Apparently there really is a National Environmental Policy Act (NEPA) that applies to all major federal decisions with the potential to “significantly affect the quality of the human environment”. In accordance with that law, the Bureau of Land Management has placed a freeze on approving applications for large scale installations of solar energy plants on public land, pending the completion of a Programmatic Environmental Impact Statement (PEIS). You can find out more about the project and the opportunity for public comment at http://solareis.anl.gov/. If you are really a policy wonk and love legal documents, you will get a thrill from reading the final Solar Energy Development Notice of Intent (NOI).

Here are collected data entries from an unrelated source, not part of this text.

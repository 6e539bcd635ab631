//! Placed orders.

use chrono::{DateTime, Utc};
use serde::{Deserialize, Serialize};
use uuid::Uuid;

use corner_shop_core::{Email, Price};

use super::Cart;

/// Record of a completed checkout, kept in the shopper's order history.
#[derive(Debug, Clone, PartialEq, Eq, Serialize, Deserialize)]
pub struct OrderReceipt {
    pub id: Uuid,
    pub placed_at: DateTime<Utc>,
    pub email: Email,
    pub shipping_address: String,
    pub items: Cart,
    /// Sum of quantities at the time of purchase.
    pub item_count: u32,
    pub total: Price,
}

impl OrderReceipt {
    /// Build a receipt for `cart`, stamped now.
    #[must_use]
    pub fn new(email: Email, shipping_address: String, items: Cart) -> Self {
        Self {
            id: Uuid::new_v4(),
            placed_at: Utc::now(),
            email,
            shipping_address,
            item_count: items.count(),
            total: items.total(),
            items,
        }
    }
}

The PEIS process is expected to take approximately 22 months, but that may change after the public scoping process is completed.
There is an article on the topic in the June 27, 2008 New York Times titled Citing Need for Assessments, U.S. Freezes Solar Energy Projects. The headline is a bit misleading; the BLM will not do anything to slow solar power development on private property. When deciding whether or not to lease large tracts of publicly owned land for commercial development, however, the NEPA is quite clear on the need for the EIS.
It amuses me to read about the consternation of the “budding” industry of developing solar arrays; the leaders seem pretty upset that they might have to purchase or lease more expensive private land when there is all that pristine taxpayer owned land just aching to be covered with many square miles of solar panels, access roads, and transmission lines.